Ingredients
Scale
- 3 medium or 2 large yellow onions, peeled and roughly chopped
- 1 zucchini, washed but not peeled, and roughly chopped
- 10 leaves dinosaur kale, roughly chopped
- 1 head broccoli, roughly chopped (while you can chop off any especially woody bits, it’s great to include the stem)
- 4 cups vegetable broth
- 1 head garlic, cloves removed and minced
- ½ cup packed cilantro (or fresh coriander, for Brits)
- ½ cup packed parsley
- Juice of 1 lemon
- 3 tbsp raw, unrefined coconut oil
- 1/4 tsp sea salt
Instructions
- In a large pot, heat coconut oil over medium-high until warm.
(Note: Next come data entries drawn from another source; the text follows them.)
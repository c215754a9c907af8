//! # Knowledge Base Core
//!
//! Shared, storage-agnostic logic for the knowledge base: the chunker,
//! collection-name validation, the vector index traits, similarity scoring,
//! the embedding trait, and the error taxonomy.
//!
//! This crate contains no tokio, sqlx, filesystem I/O, or other
//! native-only dependencies. Concrete index backends, embedding providers,
//! and document parsers live in the `knowledge-base` app crate.

pub mod chunk;
pub mod collection;
pub mod embedding;
pub mod error;
pub mod models;
pub mod search;
pub mod store;

pub use error::{KbError, KbResult};
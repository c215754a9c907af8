//! HTTP transport.
//!
//! Thin axum layer over [`KnowledgeBase`]: every handler parses its input,
//! calls one engine operation, and serializes the result.
//!
//! # Endpoints
//!
//! | Method | Path | Description |
//! |--------|------|-------------|
//! | `GET`    | `/` | Health check with supported formats |
//! | `GET`    | `/collections` | List collections |
//! | `POST`   | `/upload` | Multipart upload (`file`, `collection`) |
//! | `POST`   | `/query` | Similarity query (`query`, `collection`, `top_k`) |
//! | `DELETE` | `/collections/{name}` | Delete a collection |
//! | `GET`    | `/collections/{name}/stats` | Per-file chunk statistics |
//!
//! # Error Contract
//!
//! ```json
//! { "error": { "code": "not_found", "message": "collection 'docs' not found" } }
//! ```
//!
//! Request errors map to 400 (404 for missing collections) with the full
//! message. Storage and embedding faults map to 500 with a generic message;
//! the detail is logged.
//!
//! # CORS
//!
//! All origins, methods, and headers are permitted.

use axum::{
    extract::{rejection::JsonRejection, DefaultBodyLimit, Multipart, Path, State},
    http::StatusCode,
    response::{IntoResponse, Response},
    routing::{delete, get, post},
    Json, Router,
};
use serde::{Deserialize, Serialize};
use std::sync::Arc;
use tower_http::cors::{Any, CorsLayer};

use knowledge_base_core::collection::CollectionName;
use knowledge_base_core::models::{CollectionInfo, CollectionStats, IngestOutcome, QueryResponse};
use knowledge_base_core::KbError;

use crate::app::KnowledgeBase;
use crate::config::Config;
use crate::extract::SUPPORTED_EXTENSIONS;

type AppState = Arc<KnowledgeBase>;

/// Build the router. `max_upload_bytes` bounds request bodies.
pub fn router(state: AppState, max_upload_bytes: usize) -> Router {
    let cors = CorsLayer::new()
        .allow_origin(Any)
        .allow_methods(Any)
        .allow_headers(Any);

    Router::new()
        .route("/", get(handle_health))
        .route("/collections", get(handle_list_collections))
        .route("/upload", post(handle_upload))
        .route("/query", post(handle_query))
        .route("/collections/{name}", delete(handle_delete))
        .route("/collections/{name}/stats", get(handle_stats))
        .layer(DefaultBodyLimit::max(max_upload_bytes))
        .layer(cors)
        .with_state(state)
}

/// Start the HTTP server and block until shutdown.
pub async fn run_server(config: &Config) -> anyhow::Result<()> {
    let kb = KnowledgeBase::from_config(config).await?;
    let app = router(Arc::new(kb), config.server.max_upload_bytes);

    let listener = tokio::net::TcpListener::bind(&config.server.bind).await?;
    println!("Knowledge base API listening on http://{}", config.server.bind);
    tracing::info!(bind = %config.server.bind, base_dir = %config.storage.base_dir.display(), "Server started");

    axum::serve(listener, app).await?;
    Ok(())
}

// ============ Error response ============

#[derive(Serialize)]
struct ErrorBody {
    error: ErrorDetail,
}

#[derive(Serialize)]
struct ErrorDetail {
    code: String,
    message: String,
}

struct AppError {
    status: StatusCode,
    code: String,
    message: String,
}

impl IntoResponse for AppError {
    fn into_response(self) -> Response {
        let body = ErrorBody {
            error: ErrorDetail {
                code: self.code,
                message: self.message,
            },
        };
        (self.status, Json(body)).into_response()
    }
}

fn bad_request(message: impl Into<String>) -> AppError {
    AppError {
        status: StatusCode::BAD_REQUEST,
        code: "bad_request".to_string(),
        message: message.into(),
    }
}

impl From<KbError> for AppError {
    fn from(err: KbError) -> Self {
        let status = match &err {
            KbError::NotFound(_) => StatusCode::NOT_FOUND,
            e if e.is_user_error() => StatusCode::BAD_REQUEST,
            _ => {
                tracing::error!(error = %err, "Request failed");
                StatusCode::INTERNAL_SERVER_ERROR
            }
        };
        AppError {
            status,
            code: err.code().to_string(),
            message: err.public_message(),
        }
    }
}

// ============ GET / ============

#[derive(Serialize)]
struct HealthResponse {
    service: String,
    status: String,
    version: String,
    supported_formats: Vec<String>,
}

async fn handle_health() -> Json<HealthResponse> {
    Json(HealthResponse {
        service: "Knowledge Base API".to_string(),
        status: "running".to_string(),
        version: env!("CARGO_PKG_VERSION").to_string(),
        supported_formats: SUPPORTED_EXTENSIONS.iter().map(|s| s.to_string()).collect(),
    })
}

// ============ GET /collections ============

async fn handle_list_collections(
    State(kb): State<AppState>,
) -> Result<Json<Vec<CollectionInfo>>, AppError> {
    Ok(Json(kb.collections().list().await?))
}

// ============ POST /upload ============

/// Handler for `POST /upload`.
///
/// Expects a multipart body with a `file` part (carrying a filename) and a
/// `collection` text part, in any order.
async fn handle_upload(
    State(kb): State<AppState>,
    mut multipart: Multipart,
) -> Result<Json<IngestOutcome>, AppError> {
    let mut upload: Option<(String, Vec<u8>)> = None;
    let mut collection: Option<String> = None;

    while let Some(field) = multipart
        .next_field()
        .await
        .map_err(|e| bad_request(format!("invalid multipart body: {}", e)))?
    {
        let field_name = field.name().map(str::to_string);
        match field_name.as_deref() {
            Some("file") => {
                let filename = field
                    .file_name()
                    .map(str::to_string)
                    .ok_or_else(|| bad_request("file part must carry a filename"))?;
                let bytes = field
                    .bytes()
                    .await
                    .map_err(|e| bad_request(format!("failed to read upload: {}", e)))?;
                upload = Some((filename, bytes.to_vec()));
            }
            Some("collection") => {
                let text = field
                    .text()
                    .await
                    .map_err(|e| bad_request(format!("invalid collection field: {}", e)))?;
                collection = Some(text);
            }
            _ => {}
        }
    }

    let (filename, bytes) = upload.ok_or_else(|| bad_request("missing 'file' field"))?;
    let collection = collection.ok_or_else(|| bad_request("missing 'collection' field"))?;

    let outcome = kb.pipeline().ingest(bytes, &filename, &collection).await?;
    Ok(Json(outcome))
}

// ============ POST /query ============

#[derive(Deserialize)]
struct QueryRequest {
    query: String,
    collection: String,
    #[serde(default)]
    top_k: Option<usize>,
}

async fn handle_query(
    State(kb): State<AppState>,
    body: Result<Json<QueryRequest>, JsonRejection>,
) -> Result<Json<QueryResponse>, AppError> {
    let Json(req) = body.map_err(|rejection| bad_request(rejection.body_text()))?;
    let response = kb
        .engine()
        .query(&req.query, &req.collection, req.top_k)
        .await?;
    Ok(Json(response))
}

// ============ DELETE /collections/{name} ============

#[derive(Serialize)]
struct DeleteResponse {
    status: String,
    collection: String,
    message: String,
}

async fn handle_delete(
    State(kb): State<AppState>,
    Path(name): Path<String>,
) -> Result<Json<DeleteResponse>, AppError> {
    let name = CollectionName::parse(&name)?;
    kb.collections().delete(&name).await?;
    Ok(Json(DeleteResponse {
        status: "success".to_string(),
        message: format!("Collection '{}' deleted successfully", name),
        collection: name.to_string(),
    }))
}

// ============ GET /collections/{name}/stats ============

async fn handle_stats(
    State(kb): State<AppState>,
    Path(name): Path<String>,
) -> Result<Json<CollectionStats>, AppError> {
    let name = CollectionName::parse(&name)?;
    Ok(Json(kb.collections().stats(&name).await?))
}

#[cfg(test)]
mod tests {
    use super::*;

    #[test]
    fn test_error_status_mapping() {
        let not_found = AppError::from(KbError::NotFound("docs".to_string()));
        assert_eq!(not_found.status, StatusCode::NOT_FOUND);
        assert_eq!(not_found.code, "not_found");

        let invalid = AppError::from(KbError::InvalidName("a b".to_string()));
        assert_eq!(invalid.status, StatusCode::BAD_REQUEST);

        let storage = AppError::from(KbError::Storage("disk full at /srv".to_string()));
        assert_eq!(storage.status, StatusCode::INTERNAL_SERVER_ERROR);
        assert!(!storage.message.contains("/srv"));
    }
}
Add onions and cook for 5 minutes, stirring occasionally, then add zucchini, kale and broccoli and cook for 5 additional minutes. Pour in vegetable stock and bring to boil, then reduce heat to low and simmer, covered, for 15-20 minutes or until broccoli is easily pierced with fork. Turn off heat and add garlic, then let cool, uncovered, for 15 minutes. Working in batches if necessary, blend with cilantro, parsley, lemon and sea salt until very smooth. Serves 4.